June saw strong market fundamentals once again in conflict with macroeconomic uncertainties, creating a choppy market. While a durable peace plan with Iran is seemingly underway, investors have regarded the negotiations with caution, pricing in potential setbacks. Oil prices have fallen sharply, but further declines will likely hinge on a meaningful recovery in oil supply from the Persian Gulf.
The first meeting of the Federal Open Market Committee under new Federal Reserve Chairman Kevin Warsh saw the rate-setting group hold rates steady, seen as a renewed commitment to curbing creeping inflation. Earlier this year, rate cuts were anticipated. Now, rate hikes seem to be a distinct possibility. Treasury yields have largely tracked oil prices over the last few months but stayed elevated even as oil futures fell toward the end of the month.

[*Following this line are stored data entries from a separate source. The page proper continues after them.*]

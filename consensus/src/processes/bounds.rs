//! Resource and bounds validation at ingress.
//!
//! Budgets are declared at commit and enforced again against the
//! materialized parameters at reveal. A first offense inside the rolling
//! window is rejected without slashing; repeat offenses slash reputation.

use std::collections::HashMap;

use doin_consensus_core::domain::{Domain, ResourceBudget};
use doin_consensus_core::errors::optima::{OptimaError, OptimaResult};
use doin_consensus_core::peer::PeerId;

/// Size in bytes of one parameter-vector element; dimension bounds are
/// expressed in elements.
pub const PARAM_ELEMENT_BYTES: usize = 8;

pub struct BoundsValidator {
    max_param_bytes: usize,
    max_training_seconds: u64,
    max_memory_mb: u64,
    offense_window_blocks: u64,
    /// Heights of recorded offenses per peer
    offenses: HashMap<PeerId, Vec<u64>>,
}

impl BoundsValidator {
    pub fn new(max_param_bytes: usize, max_training_seconds: u64, max_memory_mb: u64, offense_window_blocks: u64) -> Self {
        Self { max_param_bytes, max_training_seconds, max_memory_mb, offense_window_blocks, offenses: HashMap::new() }
    }

    /// Validates the budgets declared with a commit.
    pub fn check_declared(&self, budget: ResourceBudget) -> OptimaResult<()> {
        if budget.training_seconds > self.max_training_seconds {
            return Err(OptimaError::TrainingBudgetExceeded(budget.training_seconds, self.max_training_seconds));
        }
        if budget.memory_mb > self.max_memory_mb {
            return Err(OptimaError::MemoryBudgetExceeded(budget.memory_mb, self.max_memory_mb));
        }
        Ok(())
    }

    /// Validates materialized parameters at reveal against the global cap and
    /// the domain's dimension bounds.
    pub fn check_materialized(&self, domain: &Domain, parameters: &[u8]) -> OptimaResult<()> {
        if parameters.len() > self.max_param_bytes {
            return Err(OptimaError::ParamBytesExceeded(parameters.len(), self.max_param_bytes));
        }
        let dimension = parameters.len() / PARAM_ELEMENT_BYTES;
        if dimension < domain.min_dimensions || dimension > domain.max_dimensions {
            return Err(OptimaError::DimensionOutOfBounds(dimension, domain.min_dimensions, domain.max_dimensions));
        }
        Ok(())
    }

    /// Records an offense at `height`; returns true when the peer already
    /// offended inside the window, i.e. when the offense is slashable.
    pub fn record_offense(&mut self, peer: PeerId, height: u64) -> bool {
        let window_start = height.saturating_sub(self.offense_window_blocks);
        let heights = self.offenses.entry(peer).or_default();
        heights.retain(|h| *h >= window_start);
        let repeat = !heights.is_empty();
        heights.push(height);
        repeat
    }
}

#[cfg(test)]
mod tests {
    use super::*;

    fn domain() -> Domain {
        Domain {
            domain_id: "quadratic".into(),
            weight: 1.0,
            higher_is_better: false,
            performance_metric: "loss".into(),
            baseline_metric: 0.0,
            min_dimensions: 2,
            max_dimensions: 4,
        }
    }

    fn validator() -> BoundsValidator {
        BoundsValidator::new(64, 100, 512, 10)
    }

    #[test]
    fn test_declared_budget_caps() {
        let v = validator();
        v.check_declared(ResourceBudget { training_seconds: 100, memory_mb: 512 }).unwrap();
        assert!(matches!(
            v.check_declared(ResourceBudget { training_seconds: 101, memory_mb: 1 }),
            Err(OptimaError::TrainingBudgetExceeded(..))
        ));
        assert!(matches!(
            v.check_declared(ResourceBudget { training_seconds: 1, memory_mb: 513 }),
            Err(OptimaError::MemoryBudgetExceeded(..))
        ));
    }

    #[test]
    fn test_materialized_param_bounds() {
        let v = validator();
        let domain = domain();
        v.check_materialized(&domain, &[0u8; 16]).unwrap(); // 2 elements
        v.check_materialized(&domain, &[0u8; 32]).unwrap(); // 4 elements
        assert!(matches!(v.check_materialized(&domain, &[0u8; 8]), Err(OptimaError::DimensionOutOfBounds(1, 2, 4))));
        assert!(matches!(v.check_materialized(&domain, &[0u8; 40]), Err(OptimaError::DimensionOutOfBounds(5, 2, 4))));
        assert!(matches!(v.check_materialized(&domain, &[0u8; 65]), Err(OptimaError::ParamBytesExceeded(65, 64))));
    }

    #[test]
    fn test_first_offense_is_not_slashable() {
        let mut v = validator();
        let peer = PeerId::from_bytes([1; 32]);
        assert!(!v.record_offense(peer, 100));
        assert!(v.record_offense(peer, 105));
        // outside the window the counter resets
        assert!(!v.record_offense(peer, 200));
    }
}
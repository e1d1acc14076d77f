use super::HasherExtensions;
use doin_hashes::{Hash, HasherBase, OptimaCommitHash};

/// The commitment binding parameters and nonce:
/// `H(canonical(parameters) ∥ nonce)`.
pub fn commit_hash(parameters: &[u8], nonce: &[u8]) -> Hash {
    let mut hasher = OptimaCommitHash::new();
    hasher.write_var_bytes(parameters).update(nonce);
    hasher.finalize()
}

#[cfg(test)]
mod tests {
    use super::*;

    #[test]
    fn test_commit_hash_binds_both_inputs() {
        let base = commit_hash(&[1, 2, 3], &[9, 9]);
        assert_eq!(base, commit_hash(&[1, 2, 3], &[9, 9]));
        assert_ne!(base, commit_hash(&[1, 2, 4], &[9, 9]));
        assert_ne!(base, commit_hash(&[1, 2, 3], &[9, 8]));
    }

    #[test]
    fn test_length_prefix_prevents_boundary_shifts() {
        // moving a byte across the parameters/nonce boundary must change the digest
        assert_ne!(commit_hash(&[1, 2], &[3]), commit_hash(&[1], &[2, 3]));
    }
}
//! Per-peer standing: protocol-error accounting and trust downgrades.

use std::collections::HashMap;

use doin_consensus_core::peer::PeerId;

use doin_core::warn;

/// Protocol errors tolerated inside a session before the peer is downgraded.
pub const DEFAULT_ERROR_THRESHOLD: u32 = 16;

#[derive(Clone, Copy, Debug, Default)]
struct PeerEntry {
    protocol_errors: u32,
    untrusted: bool,
}

pub struct PeerBook {
    error_threshold: u32,
    peers: HashMap<PeerId, PeerEntry>,
}

impl Default for PeerBook {
    fn default() -> Self {
        Self::new(DEFAULT_ERROR_THRESHOLD)
    }
}

impl PeerBook {
    pub fn new(error_threshold: u32) -> Self {
        Self { error_threshold, peers: HashMap::new() }
    }

    pub fn is_untrusted(&self, peer: PeerId) -> bool {
        self.peers.get(&peer).map(|e| e.untrusted).unwrap_or(false)
    }

    /// Counts a protocol error against `peer`; past the threshold the peer is
    /// downgraded.
    pub fn note_protocol_error(&mut self, peer: PeerId) {
        let entry = self.peers.entry(peer).or_default();
        entry.protocol_errors += 1;
        if entry.protocol_errors >= self.error_threshold && !entry.untrusted {
            warn!("peer {} exceeded the protocol error threshold, downgrading", peer);
            entry.untrusted = true;
        }
    }

    /// Immediate downgrade: the peer served provably invalid data (e.g. a
    /// block failing consistency validation).
    pub fn mark_untrusted(&mut self, peer: PeerId) {
        self.peers.entry(peer).or_default().untrusted = true;
    }

    pub fn trusted_peers<'a>(&'a self, all: &'a [PeerId]) -> impl Iterator<Item = PeerId> + 'a {
        all.iter().copied().filter(|p| !self.is_untrusted(*p))
    }
}

#[cfg(test)]
mod tests {
    use super::*;

    fn peer(byte: u8) -> PeerId {
        PeerId::from_bytes([byte; 32])
    }

    #[test]
    fn test_error_threshold_downgrades() {
        let mut book = PeerBook::new(3);
        for _ in 0..2 {
            book.note_protocol_error(peer(1));
        }
        assert!(!book.is_untrusted(peer(1)));
        book.note_protocol_error(peer(1));
        assert!(book.is_untrusted(peer(1)));
    }

    #[test]
    fn test_invalid_block_is_immediate() {
        let mut book = PeerBook::default();
        book.mark_untrusted(peer(2));
        assert!(book.is_untrusted(peer(2)));

        let all = [peer(1), peer(2), peer(3)];
        let trusted: Vec<PeerId> = book.trusted_peers(&all).collect();
        assert_eq!(trusted, vec![peer(1), peer(3)]);
    }
}
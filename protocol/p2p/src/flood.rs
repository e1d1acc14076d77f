//! Flood routing with bounded deduplication.
//!
//! Every flood message carries a `message_id`; a bounded LRU cache with entry
//! TTL drops redeliveries. Unknown messages are validated, delivered locally
//! and relayed to all peers except the sender with `ttl − 1`.

use indexmap::IndexMap;

use doin_consensus_core::Uuid;

use crate::envelope::Envelope;
use crate::errors::{ProtocolError, ProtocolResult};
use crate::message::Payload;

pub const DEFAULT_DEDUP_CAPACITY: usize = 16 * 1024;
pub const DEFAULT_DEDUP_TTL_MILLIS: u64 = 10 * 60 * 1000;

/// Bounded insertion-ordered dedup cache: oldest entries are evicted at
/// capacity, expired entries on access.
pub struct DedupCache {
    capacity: usize,
    entry_ttl_millis: u64,
    entries: IndexMap<Uuid, u64>,
}

impl DedupCache {
    pub fn new(capacity: usize, entry_ttl_millis: u64) -> Self {
        Self { capacity, entry_ttl_millis, entries: IndexMap::with_capacity(capacity) }
    }

    /// Records `id` at `now`. Returns false when the id is already present
    /// and fresh.
    pub fn insert(&mut self, id: Uuid, now: u64) -> bool {
        if let Some(seen_at) = self.entries.get(&id) {
            if now.saturating_sub(*seen_at) < self.entry_ttl_millis {
                return false;
            }
            self.entries.shift_remove(&id);
        }
        while self.entries.len() >= self.capacity {
            self.entries.shift_remove_index(0);
        }
        self.entries.insert(id, now);
        true
    }

    pub fn len(&self) -> usize {
        self.entries.len()
    }

    pub fn is_empty(&self) -> bool {
        self.entries.is_empty()
    }
}

/// What the node loop should do with an incoming envelope.
#[derive(Debug, PartialEq)]
pub enum FloodDisposition {
    /// Already seen: drop silently.
    Duplicate,
    /// Deliver the payload locally; relay the enclosed envelope if present.
    Deliver { deliver: Payload, relay: Option<Envelope> },
}

pub struct FloodRouter {
    dedup: DedupCache,
}

impl Default for FloodRouter {
    fn default() -> Self {
        Self::new(DEFAULT_DEDUP_CAPACITY, DEFAULT_DEDUP_TTL_MILLIS)
    }
}

impl FloodRouter {
    pub fn new(dedup_capacity: usize, dedup_ttl_millis: u64) -> Self {
        Self { dedup: DedupCache::new(dedup_capacity, dedup_ttl_millis) }
    }

    /// Validates an incoming envelope and decides delivery/relay. Protocol
    /// errors are returned for per-peer accounting and otherwise silent.
    pub fn handle(&mut self, envelope: Envelope, now: u64) -> ProtocolResult<FloodDisposition> {
        if !self.dedup.insert(envelope.message_id, now) {
            return Ok(FloodDisposition::Duplicate);
        }

        envelope.verify_signature()?;
        if let Some(claimed) = envelope.payload.claimed_identity() {
            if claimed != envelope.origin {
                return Err(ProtocolError::OriginMismatch);
            }
        }

        let relay = envelope.decremented();
        Ok(FloodDisposition::Deliver { deliver: envelope.payload, relay })
    }
}

#[cfg(test)]
mod tests {
    use super::*;
    use doin_consensus_core::peer::PeerId;
    use doin_consensus_core::sign::keypair_from_secret;

    fn envelope(ttl: u8) -> Envelope {
        let keypair = keypair_from_secret(&[7; 32]).unwrap();
        Envelope::new(&keypair, Payload::BlockRequest { from: 1, to: 5 }, ttl)
    }

    #[test]
    fn test_dedup_cache_basics() {
        let mut cache = DedupCache::new(4, 1000);
        let id = Uuid::from_u128(1);
        assert!(cache.insert(id, 0));
        assert!(!cache.insert(id, 500));
        // entry expired: accepted again
        assert!(cache.insert(id, 1500));
    }

    #[test]
    fn test_dedup_cache_evicts_oldest_at_capacity() {
        let mut cache = DedupCache::new(3, u64::MAX);
        for i in 0..3u128 {
            assert!(cache.insert(Uuid::from_u128(i), i as u64));
        }
        assert!(cache.insert(Uuid::from_u128(99), 10));
        assert_eq!(cache.len(), 3);
        // the oldest entry was evicted and is accepted anew
        assert!(cache.insert(Uuid::from_u128(0), 11));
    }

    #[test]
    fn test_router_delivers_then_drops_duplicate() {
        let mut router = FloodRouter::default();
        let envelope = envelope(5);

        match router.handle(envelope.clone(), 0).unwrap() {
            FloodDisposition::Deliver { deliver, relay } => {
                assert_eq!(deliver, Payload::BlockRequest { from: 1, to: 5 });
                assert_eq!(relay.unwrap().ttl, 4);
            }
            other => panic!("expected delivery, got {:?}", other),
        }

        assert_eq!(router.handle(envelope, 1).unwrap(), FloodDisposition::Duplicate);
    }

    #[test]
    fn test_router_stops_relay_at_zero_ttl() {
        let mut router = FloodRouter::default();
        match router.handle(envelope(0), 0).unwrap() {
            FloodDisposition::Deliver { relay, .. } => assert!(relay.is_none()),
            other => panic!("expected delivery, got {:?}", other),
        }
    }

    #[test]
    fn test_router_rejects_bad_signature() {
        let mut router = FloodRouter::default();
        let mut bad = envelope(5);
        bad.payload = Payload::BlockRequest { from: 1, to: 6 };
        assert!(matches!(router.handle(bad, 0), Err(ProtocolError::BadSignature(_))));
    }

    #[test]
    fn test_router_rejects_spoofed_identity() {
        let mut router = FloodRouter::default();
        let keypair = keypair_from_secret(&[7; 32]).unwrap();
        // a vote claiming another evaluator's identity, signed by the sender
        let vote = doin_consensus_core::optima::Vote {
            optima_id: Uuid::from_u128(1),
            evaluator_id: PeerId::from_bytes([9; 32]),
            measured_metric: 1.0,
            signature: Default::default(),
        };
        let spoofed = Envelope::new(&keypair, Payload::Vote(vote), 5);
        assert!(matches!(router.handle(spoofed, 0), Err(ProtocolError::OriginMismatch)));
    }
}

Equity markets experienced a wave of rotation, with tech losses making way for gains in the financials, industrials, utilities and health care sectors. AI-related names gave back some of their gains on concerns over future AI spending, but optimism for tech among investors still endures with the sector up roughly 17% year-to-date.

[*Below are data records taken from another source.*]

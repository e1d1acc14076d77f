use thiserror::Error;

use super::ErrorKind;
use crate::peer::PeerId;
use crate::{DomainId, OptimaId};

#[derive(Error, Debug, Clone)]
pub enum OptimaError {
    #[error("optima {0} was already committed")]
    Duplicate(OptimaId),

    #[error("signature verification failed for peer {0}")]
    BadSignature(PeerId),

    #[error("peer {0} has {1} open commits, exceeding the limit")]
    RateLimited(PeerId, usize),

    #[error("reveal for {0} has no matching commit")]
    NoCommit(OptimaId),

    #[error("revealed parameters of {0} do not hash to the committed value")]
    HashMismatch(OptimaId),

    #[error("reveal for {0} arrived {1} blocks after the commit window closed")]
    LateReveal(OptimaId, u64),

    #[error("domain {0} is not registered")]
    UnknownDomain(DomainId),

    #[error("parameter payload of {0} bytes exceeds the cap of {1}")]
    ParamBytesExceeded(usize, usize),

    #[error("declared training budget {0}s exceeds the cap of {1}s")]
    TrainingBudgetExceeded(u64, u64),

    #[error("declared memory budget {0}MB exceeds the cap of {1}MB")]
    MemoryBudgetExceeded(u64, u64),

    #[error("parameter vector dimension {0} outside domain bounds [{1}, {2}]")]
    DimensionOutOfBounds(usize, usize, usize),

    #[error("peer {0} reputation {1:.2} is below the consensus minimum {2:.2}")]
    InsufficientReputation(PeerId, f64, f64),

    #[error("evaluator {0} is not in the quorum for {1}")]
    NotInQuorum(PeerId, OptimaId),

    #[error("duplicate vote by {0} on {1}")]
    DuplicateVote(PeerId, OptimaId),

    #[error("optima {0} is not accepting votes")]
    VotingClosed(OptimaId),

    #[error("optimization plugin failed for domain {0}: {1}")]
    PluginFailure(DomainId, String),
}

impl OptimaError {
    pub fn kind(&self) -> ErrorKind {
        match self {
            OptimaError::BadSignature(_) | OptimaError::NoCommit(_) | OptimaError::Duplicate(_) | OptimaError::UnknownDomain(_) => {
                ErrorKind::Protocol
            }
            OptimaError::HashMismatch(_) => ErrorKind::Consistency,
            OptimaError::RateLimited(..)
            | OptimaError::ParamBytesExceeded(..)
            | OptimaError::TrainingBudgetExceeded(..)
            | OptimaError::MemoryBudgetExceeded(..)
            | OptimaError::DimensionOutOfBounds(..)
            | OptimaError::InsufficientReputation(..) => ErrorKind::Economic,
            OptimaError::LateReveal(..) | OptimaError::VotingClosed(_) | OptimaError::PluginFailure(..) => ErrorKind::Liveness,
            OptimaError::NotInQuorum(..) | OptimaError::DuplicateVote(..) => ErrorKind::Protocol,
        }
    }
}

pub type OptimaResult<T> = std::result::Result<T, OptimaError>;
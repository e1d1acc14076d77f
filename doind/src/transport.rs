//! Message transport seam.
//!
//! The core only cares about the envelope contract; real deployments plug a
//! socket layer in here. The in-process channel network below connects
//! several nodes inside one process and backs the simulation tests.

use std::collections::HashMap;
use std::sync::Arc;

use crossbeam_channel::{unbounded, Receiver, Sender};
use parking_lot::RwLock;

use doin_consensus_core::peer::PeerId;

/// A delivered wire message: raw envelope bytes plus the directly-connected
/// peer that handed them over (the hop sender, not necessarily the origin).
#[derive(Clone, Debug)]
pub struct Delivery {
    pub from: PeerId,
    pub bytes: Vec<u8>,
}

pub trait Transport: Send + Sync {
    /// Peers currently reachable.
    fn peers(&self) -> Vec<PeerId>;

    /// Sends raw envelope bytes to one peer; unknown peers are dropped.
    fn send_to(&self, peer: PeerId, bytes: Vec<u8>);

    /// The ingress channel the node loop selects over.
    fn inbox(&self) -> &Receiver<Delivery>;
}

#[derive(Default)]
struct Mesh {
    inboxes: HashMap<PeerId, Sender<Delivery>>,
}

/// An in-process mesh of nodes connected all-to-all over channels.
#[derive(Clone, Default)]
pub struct ChannelNetwork {
    mesh: Arc<RwLock<Mesh>>,
}

impl ChannelNetwork {
    pub fn new() -> Self {
        Self::default()
    }

    /// Joins the mesh as `peer` and returns its transport endpoint.
    pub fn join(&self, peer: PeerId) -> ChannelTransport {
        let (tx, rx) = unbounded();
        self.mesh.write().inboxes.insert(peer, tx);
        ChannelTransport { network: self.clone(), identity: peer, inbox: rx }
    }

    pub fn leave(&self, peer: PeerId) {
        self.mesh.write().inboxes.remove(&peer);
    }
}

pub struct ChannelTransport {
    network: ChannelNetwork,
    identity: PeerId,
    inbox: Receiver<Delivery>,
}

impl Transport for ChannelTransport {
    fn peers(&self) -> Vec<PeerId> {
        self.network.mesh.read().inboxes.keys().copied().filter(|p| *p != self.identity).collect()
    }

    fn send_to(&self, peer: PeerId, bytes: Vec<u8>) {
        if let Some(tx) = self.network.mesh.read().inboxes.get(&peer) {
            let _ = tx.send(Delivery { from: self.identity, bytes });
        }
    }

    fn inbox(&self) -> &Receiver<Delivery> {
        &self.inbox
    }
}

#[cfg(test)]
mod tests {
    use super::*;

    fn peer(byte: u8) -> PeerId {
        PeerId::from_bytes([byte; 32])
    }

    #[test]
    fn test_mesh_delivery() {
        let network = ChannelNetwork::new();
        let a = network.join(peer(1));
        let b = network.join(peer(2));

        assert_eq!(a.peers(), vec![peer(2)]);
        a.send_to(peer(2), vec![1, 2, 3]);
        let delivery = b.inbox().recv().unwrap();
        assert_eq!(delivery.from, peer(1));
        assert_eq!(delivery.bytes, vec![1, 2, 3]);

        network.leave(peer(2));
        assert!(a.peers().is_empty());
        // sends to departed peers are dropped, not errors
        a.send_to(peer(2), vec![4]);
    }
}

For those looking to compare the rise of AI to the dotcom era, Raymond James CIO Larry Adam noted, “The momentum may rhyme, but the foundation is stronger, underscoring that today’s market leaders are supported by strong profitability, durable earnings growth, and better visibility than in prior periods, making this a fundamentally different backdrop than the speculative environment of the late 1990s.”
We’ll dive into more details below, but first, let’s look at how June finished.
|
|
12/31/25 Close |
6/30/26 Close* |
Change |
Gain/Loss |
|
DJIA |
48,063.29 |
52,319.20 |
+4,255.91 | +8.85% |
|
NASDAQ |
23,241.99 |
26,213.72 |
+2,971.73 | +12.79% |
|
S&P 500 |
6,845.50 |
7,499.36 |
+653.86 | +9.55% |
|
MSCI EAFE |
2,892.71 |
3,094.93 |
+202.22 | +6.99% |
|
Russell 2000 |
2,481.91 |
3,024.37 |
+542.46 |
+21.86% |
|
Bloomberg U.S. |
2,348.85 |
2373.14 |
+24.29 | +1.03% |
*Performance reflects index values as of market close on June 30, 2026.
Vice President Vance traveled to Switzerland to broker a 60-day ceasefire, which is intended to reopen the Strait of Hormuz as well as serve as a first major step toward permanent resolution of hostilities. Only time will tell if peace will hold. Tensions surrounding the process are high, and oil price volatility will likely continue to reflect that.
Throughout the month of June, investors chose to shift to other market sectors rather than outright sell, a sign of confidence despite uncertainty. During several days when tech was down, other non-tech sectors like healthcare, financials and real estate performed relatively well. Consensus estimates point to 25% growth for S&P 500 earnings in 2026, far exceeding their expected 15% growth at the start of the year.
During the latest Federal Open Market Committee meeting, much simpler publicly released notes signaled a change under the Fed’s new chairman. This reduction in transparency is intended to give the committee more flexibility to react to up-to-date information and enable them to change their decisions more quickly.
Job openings between March and May increased at their fastest pace since March 2024. Nonfarm payrolls blew past expectations, up 172,000, with plenty of help from the hospitality and government sectors, which contributed 70,000 and 50,000, respectively. Consumer sentiment also improved in June, with the steadily improving Iran conflict reported as a larger concern to consumers than unemployment.
As the US and Iran continue dialogue, periodic flareups of the conflict are likely. And even setting aside the geopolitical issues, the pace at which oil supply recovers will require several logistical challenges to be addressed. Removing mines from the Strait of Hormuz, bringing shipping crews back to work and resuming oil production in the region will all be necessary in tandem to bring supply levels back to pre-war rates of around 20 million barrels a day, more than double the current pace.
The People’s Bank Governor Pan Gongsheng made a speech announcing plans to adjust China’s monetary policymaking framework closer to the orthodoxy of other global central banks. This change will effectively narrow the range of short-term market rates. China’s central bank will still differ in key ways from its counterparts elsewhere given its focus on a range of competing objectives such as exchange rate, credit allocation and financial stability.
Although the economy is still deep in the fog of uncertainty regarding Iran and the consequences of those pressures on global energy markets, June’s theme was resilience. Led by strong labor indicators and higher than expected earnings, US equities proved that even in the face of elevated oil prices and inflation, there is plenty of room for optimism.